Disrupsi telah menjangkau seluruh aspek kehidupan kita hari ini. Salah satunya adalah dunia industri, aspek kehidupan yang berpengaruh terhadap peradaban manusia. Sejarah membuktikan bagaimana revolusi industri pertama merubah peradaban manusia  dari melakukan produksi dengan tenaga manusia menjadi dengan tenaga mesin. Hal ini berlanjut menjadi produksi yang mampu dilakukan secara massal dengan dukungan energi listrik dan lini produksi. Begitupun ketika aplikasi elektronik serta revolusi digital dalam rangka otomasi lini produksi juga mengubah bagaimana aktivitas produksi (Hamidi dkk., 2018). Hingga memasuki era disrupsi ini, Internet of Things (IoT) akan mengubah dunia industri hari ini. Hal yang kemudian dikenal dengan Revolusi Industri IV atau era Industry 4.0.

Teknologi menjadi tema utama Revolusi Industri 4.0 baik big data, cloud computing, cyber security, automation, cyber physical system, maupun smart factory. Akan tetapi dalam beberapa metode, tema ini tidak melibatkan skill dari tenaga kerja industri saat ini sebagai bagian dari pemetaan (Joseph dan Schaefer, 2018). Tentunya hal ini memunculkan beberapa pertanyaan, apakah peralihan revolusi industri ke-empat akan menjadi disrupsi terhadap lapangan pekerjaan yang ada hari ini. Dimana tidak hanya menghilangkan lapangan pekerjaan, akan tetapi juga menjadi disrupsi bagi peran manusia dalam dunia industri. Atau justru peralihan ini meningkatkan peran manusia untuk bisa bersaing dan bekerja dengan lebih baik.

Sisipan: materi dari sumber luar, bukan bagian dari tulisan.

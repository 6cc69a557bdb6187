use actix_web::{http::header, http::StatusCode, web, HttpResponse};
use chrono::Utc;
use serde_derive::Deserialize;
use serde_json::json;

use super::{redirect, render_form};
use crate::{
    auth::{self, CurrentUser},
    errors::ServerError,
    forms::{FormErrors, LoginForm, SignupForm},
    models::{NewUser, User},
    urls, AppState, Pool,
};

#[derive(Deserialize)]
pub struct NextQuery {
    pub next: Option<String>,
}

pub async fn signup_form() -> HttpResponse {
    render_form(StatusCode::OK, &SignupForm::default(), &FormErrors::default())
}

pub async fn signup(
    input: web::Form<SignupForm>,
    pool: web::Data<Pool>,
    state: web::Data<AppState>,
) -> Result<HttpResponse, ServerError> {
    let mut connection = pool.get()?;
    let form = input.into_inner();

    let cleaned = match form.clean(|name| User::username_taken(&mut connection, name))? {
        Ok(cleaned) => cleaned,
        Err(errors) => return Ok(render_form(StatusCode::BAD_REQUEST, &form, &errors)),
    };

    let password = auth::hash_password(&state.secret, &cleaned.password)?;
    let user = NewUser {
        username: &cleaned.username,
        password: &password,
        date_joined: Utc::now().naive_utc(),
    }
    .insert(&mut connection)?;
    log::info!("signed up user {} ({})", user.id, user.username);

    Ok(redirect(urls::LOGIN))
}

pub async fn login_form(query: web::Query<NextQuery>) -> HttpResponse {
    let form = LoginForm {
        next: query.into_inner().next,
        ..LoginForm::default()
    };
    render_form(StatusCode::OK, &form, &FormErrors::default())
}

pub async fn login(
    input: web::Form<LoginForm>,
    query: web::Query<NextQuery>,
    pool: web::Data<Pool>,
    state: web::Data<AppState>,
) -> Result<HttpResponse, ServerError> {
    let mut form = input.into_inner();
    if form.next.as_deref().map_or(true, str::is_empty) {
        form.next = query.into_inner().next;
    }

    if let Err(errors) = form.clean() {
        return Ok(render_form(StatusCode::BAD_REQUEST, &form, &errors));
    }

    let mut connection = pool.get()?;
    let verified = match User::find_by_username(&mut connection, form.username.trim())? {
        Some(user) => auth::verify_password(&state.secret, &form.password, &user.password)?
            .then_some(user),
        None => {
            auth::verify_unknown_user(&state.secret, &form.password)?;
            None
        }
    };
    let user = match verified {
        Some(user) => user,
        None => {
            log::warn!("failed login for {:?}", form.username);
            return Ok(render_form(
                StatusCode::BAD_REQUEST,
                &form,
                &LoginForm::invalid_credentials(),
            ));
        }
    };

    let token = auth::issue_session(&state, &user)?;
    let location = auth::safe_next(form.next.as_deref()).unwrap_or(urls::HOME);
    log::info!("user {} logged in", user.id);

    Ok(HttpResponse::Found()
        .insert_header((header::LOCATION, location))
        .cookie(auth::session_cookie(token))
        .finish())
}

pub async fn logout(user: Option<CurrentUser>) -> HttpResponse {
    if let Some(user) = user {
        log::info!("user {} logged out", user.id);
    }

    HttpResponse::Ok()
        .cookie(auth::removal_cookie())
        .json(json!({ "message": "You have been logged out." }))
}
use nanoid::nanoid;

pub const MAX_SLUG_LENGTH: usize = 100;

const RANDOM_SLUG_ALPHABET: [char; 36] = [
    'a', 'b', 'c', 'd', 'e', 'f', 'g', 'h', 'i', 'j', 'k', 'l', 'm', 'n', 'o', 'p', 'q', 'r', 's',
    't', 'u', 'v', 'w', 'x', 'y', 'z', '0', '1', '2', '3', '4', '5', '6', '7', '8', '9',
];

fn transliterate(c: char) -> Option<&'static str> {
    let latin = match c {
        'а' => "a",
        'б' => "b",
        'в' => "v",
        'г' => "g",
        'д' => "d",
        'е' => "e",
        'ё' => "yo",
        'ж' => "zh",
        'з' => "z",
        'и' => "i",
        'й' => "j",
        'к' => "k",
        'л' => "l",
        'м' => "m",
        'н' => "n",
        'о' => "o",
        'п' => "p",
        'р' => "r",
        'с' => "s",
        'т' => "t",
        'у' => "u",
        'ф' => "f",
        'х' => "h",
        'ц' => "ts",
        'ч' => "ch",
        'ш' => "sh",
        'щ' => "sch",
        'ъ' | 'ь' => "",
        'ы' => "y",
        'э' => "e",
        'ю' => "yu",
        'я' => "ya",
        'і' => "i",
        'ї' => "yi",
        'є' => "ye",
        'ґ' => "g",
        _ => return None,
    };
    Some(latin)
}

/// Turns a note title into a URL slug: Cyrillic is transliterated, anything
/// that is not an ASCII letter, digit, `_` or `-` is dropped, and runs of
/// whitespace or hyphens become a single `-`.
pub fn slugify(value: &str) -> String {
    let mut latin = String::with_capacity(value.len());
    for c in value.chars().flat_map(char::to_lowercase) {
        match transliterate(c) {
            Some(piece) => latin.push_str(piece),
            None => latin.push(c),
        }
    }

    let mut slug = String::with_capacity(latin.len());
    let mut separator = false;
    for c in latin.chars() {
        if c.is_ascii_alphanumeric() || c == '_' {
            if separator && !slug.is_empty() {
                slug.push('-');
            }
            separator = false;
            slug.push(c);
        } else if c == '-' || c.is_whitespace() {
            separator = true;
        }
    }

    let slug = slug.trim_matches(|c| c == '-' || c == '_');
    slug.chars().take(MAX_SLUG_LENGTH).collect()
}

pub fn random_slug() -> String {
    nanoid!(6, &RANDOM_SLUG_ALPHABET)
}

/// Letters, digits, underscores and hyphens only.
pub fn is_valid_slug(value: &str) -> bool {
    !value.is_empty()
        && value
            .chars()
            .all(|c| c.is_ascii_alphanumeric() || c == '-' || c == '_')
}
//! Error handling types for tdbridge
//!
//! Registry errors are returned synchronously. Errors produced on a receive
//! worker only ever travel through the completion that worker owns.

use std::sync::PoisonError;
use thiserror::Error;

use crate::client::ClientId;

/// Error type shared by every bridge operation
#[derive(Debug, Error)]
pub enum BridgeError {
    /// The identifier does not name a live client
    #[error("Unknown client: {id}")]
    UnknownClient { id: ClientId },

    /// The engine failed to create or operate a client
    #[error("Engine resource error: {message}")]
    EngineResource { message: String },

    /// A sink could not be written to
    #[error("Failed to write to sink of client {id}: {source}")]
    SinkWrite {
        id: ClientId,
        #[source]
        source: std::io::Error,
    },

    /// A receive worker could not be launched or died before delivering
    #[error("Dispatch error: {message}")]
    Dispatch { message: String },

    /// A request could not be built or sent
    #[error("Invalid request: {message}")]
    InvalidRequest { message: String },

    /// TDLib answered a request with an `error` object
    #[error("TDLib error {code}: {message}")]
    Td { code: i64, message: String },

    /// The engine library could not be loaded
    #[error("Library error: {0}")]
    Library(#[from] libloading::Error),

    /// Configuration error
    #[error("Invalid configuration: {message}")]
    Config { message: String },

    /// IO error
    #[error("IO error: {0}")]
    Io(#[from] std::io::Error),

    /// Payload could not be (de)serialized
    #[error("JSON error: {0}")]
    Json(#[from] serde_json::Error),
}

/// Result type for bridge operations
pub type BridgeResult<T> = Result<T, BridgeError>;

/// Helper trait to recover from poisoned locks
pub trait LockResultExt<T> {
    /// Recover the guard from a poisoned lock, logging which operation hit it.
    fn recover_poison(self, context: &str) -> T;
}

impl<T> LockResultExt<T> for Result<T, PoisonError<T>> {
    fn recover_poison(self, context: &str) -> T {
        match self {
            Ok(guard) => guard,
            Err(poisoned) => {
                log::warn!(
                    target: "tdbridge::lock_recovery",
                    "Recovered from poisoned lock in {}",
                    context
                );
                poisoned.into_inner()
            }
        }
    }
}

impl BridgeError {
    /// Create an unknown client error
    pub fn unknown_client(id: ClientId) -> Self {
        BridgeError::UnknownClient { id }
    }

    /// Create an engine resource error
    pub fn engine_resource(message: impl Into<String>) -> Self {
        BridgeError::EngineResource {
            message: message.into(),
        }
    }

    /// Create a dispatch error
    pub fn dispatch(message: impl Into<String>) -> Self {
        BridgeError::Dispatch {
            message: message.into(),
        }
    }

    /// Create an invalid request error
    pub fn invalid_request(message: impl Into<String>) -> Self {
        BridgeError::InvalidRequest {
            message: message.into(),
        }
    }

    /// Create a configuration error
    pub fn config(message: impl Into<String>) -> Self {
        BridgeError::Config {
            message: message.into(),
        }
    }

    /// Whether this error means the client id is not (or no longer) registered.
    pub fn is_unknown_client(&self) -> bool {
        matches!(self, BridgeError::UnknownClient { .. })
    }
}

Sumber Daya Manusia dalam Era Disrupsi Industri 4.0

Menurut Hirsch-Kreinsen, Revolusi Industri 4.0 merupakan sebuah disruptif, inovasi proses perubahan struktur. Hal ini berarti bahwa proses transformasi ini tidak hanya berdampak pada pekerjaan individu, aktivitas dan kualitifikasi individual, akan tetapi juga memiliki konsekuensi terhadap keseluruhan organisasi dan struktur sosial dari sistem produksi. Dalam perluasan implementasinya, landscape kerja dalam produksi industri saat ini akan berubah dalam jangka panjang, tidak hanya internal akan tetapi juga proses perubahan inter-organisasi, karena keseluruhan struktur dari rantai nilai akan berubah (Stefan dkk., 2018)

Pada awalnya Revolusi Industri 4.0 bermaksud menghilangkan perbedaaan antara fisik, digital dan lingkungan biologis. Oleh karena itu ia bertujuan mengintegrasikan Internet of Thing (IoT), Cyber Physical Systems (CPS), Artificial Intelligence (IA), cloud computing, robotika berdasarkan sistem dan additive manufacturing. Berdasarkan karakter dan tujuan ini, lalu dimanakah peran manusia?

Revolusi Industri 4.0 memiliki perspektif yang berpusat pada manusia. Dimana potensi besar Industri 4.0 timbul dari interaksi manusia-mesin yang ditingkatkan berdasarkan pada generasi baru kolaborasi robot industri, cepat belajar dan canggih, sistem bantuan berbasis Cyber Physical System (Schneider, 2018). Keterampilan dan kualifikasi tenaga kerja menjadi kunci sukses pabrik inovatif industri 4.0 (Benesova dan Jiri, 2017). Berdasarkan hal ini maka kolaborasi dari interasi manusia-mesin lah yang menjadikan sistem menjadi lebih baik dibandingkan sistem parsial yang hanya terfokus pada manusia atau mesin saja. Ansari, Erol dan Sihn (2018) mengistilahkan interaksi mesin-manusia dengan konsep mutual learning, yakni proses dua arah yang melibatkan pertukaran timbal balik, dependen, tindakan atau pengaruh dalam kolaborasi manusia dan mesin, yang menciptakan makna atau konsep baru, memperkaya yang sudah ada atau meningkatkan keterampilan dan kemampuan dalam hubungan dengan masing-masing kelompok pembelajar.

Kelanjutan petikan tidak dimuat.